VAN SUSTEREN: I have a copy of the letter from the Department of Justice to Speaker Boehner that says there will be no prosecution of the criminal contempt. I assume you have seen this, is that right?

CHAFFETZ: Yes, yes.

VAN SUSTEREN: And how do you feel about it?

CHAFFETZ: Well, it is amazing that the White House wants to have a both ways. On the one hand, they say that he is not independent enough and they will not pursue this enough, he hasn't committed a crime. He was just held in criminal contempt.

But at the same time they want the same U.S. attorney to be able to pursue the investigation of the probe of the leaks of the intelligence leaks that are happening there in the White House. So they are trying to have it both ways. That doesn't make sense.

But there is another alternative. We had a second vote yesterday and that is to go to the civil court for the House of Representatives to hire an attorney and go make the case before the court and hopefully they will find in our favor.

VAN SUSTEREN: When do you intend to go to civil court to seek essentially enforcement of this subpoena?

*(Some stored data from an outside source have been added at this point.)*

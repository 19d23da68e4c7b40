use std::collections::HashMap;

/// Kept field bytes of one active record, keyed by field name
#[derive(Debug, Clone, Default, PartialEq, Eq)]
pub struct RawRecord {
    pub fields: HashMap<String, Vec<u8>>,
}

impl RawRecord {
    pub fn get(&self, name: &str) -> Option<&[u8]> {
        self.fields.get(name).map(|v| v.as_slice())
    }

    pub fn len(&self) -> usize {
        self.fields.len()
    }

    pub fn is_empty(&self) -> bool {
        self.fields.is_empty()
    }
}

/// A single channel reading at one timestamp, already rendered as text
#[derive(Debug, Clone, PartialEq, Eq)]
pub struct ChannelReading {
    pub date: String,
    pub time: String,
    pub value: String,
}

impl ChannelReading {
    pub fn new(date: impl Into<String>, time: impl Into<String>, value: impl Into<String>) -> Self {
        Self {
            date: date.into(),
            time: time.into(),
            value: value.into(),
        }
    }
}

/// One timestamp's worth of selected channel values
#[derive(Debug, Clone, PartialEq, Eq)]
pub struct OutputRow {
    pub date: String,
    pub time: String,
    pub values: Vec<String>,
}

impl OutputRow {
    /// Columns in output order: date, time, then one value per selected channel
    pub fn fields(&self) -> impl Iterator<Item = &str> {
        [self.date.as_str(), self.time.as_str()]
            .into_iter()
            .chain(self.values.iter().map(|v| v.as_str()))
    }
}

CHAFFETZ: It is being put together right now. We had anticipated this. It was unfortunate. We thought that the Obama White House would move quickly to seal off any opportunity for the U.S. attorney to do the right thing and actually go pursue this in the criminal court.

But at the same time, so we had foreshadowed that and that is why we had a second vote giving the House the authorization to do that. Even more Democrats piled on top of that one, and that is what we are pursuing.

VAN SUSTEREN: What is your explanation for why the subpoena is not complied with? The attorney general and the team over at DOJ says there is nothing in the documents -- which, of course, the next question if there is nothing in it why don't you turn it over except if it is part of an investigation, unless is it is part of a grudge maybe they think that Congress is being too pushy and overstepping its tort. What is your working theory as to why it has gotten to this and why the documents have not been surrendered?

CHAFFETZ: Well, it's a bit more of a theory at this point. But Greta, I do believe that what we would see within the documents is a concerted effort to obstruct Congress. Obstruction of Congress in our work is a crime. And if you had people scrambling to protect and not provide access to witnesses and not provide access to documents then you could see where this blossoms up to something much more.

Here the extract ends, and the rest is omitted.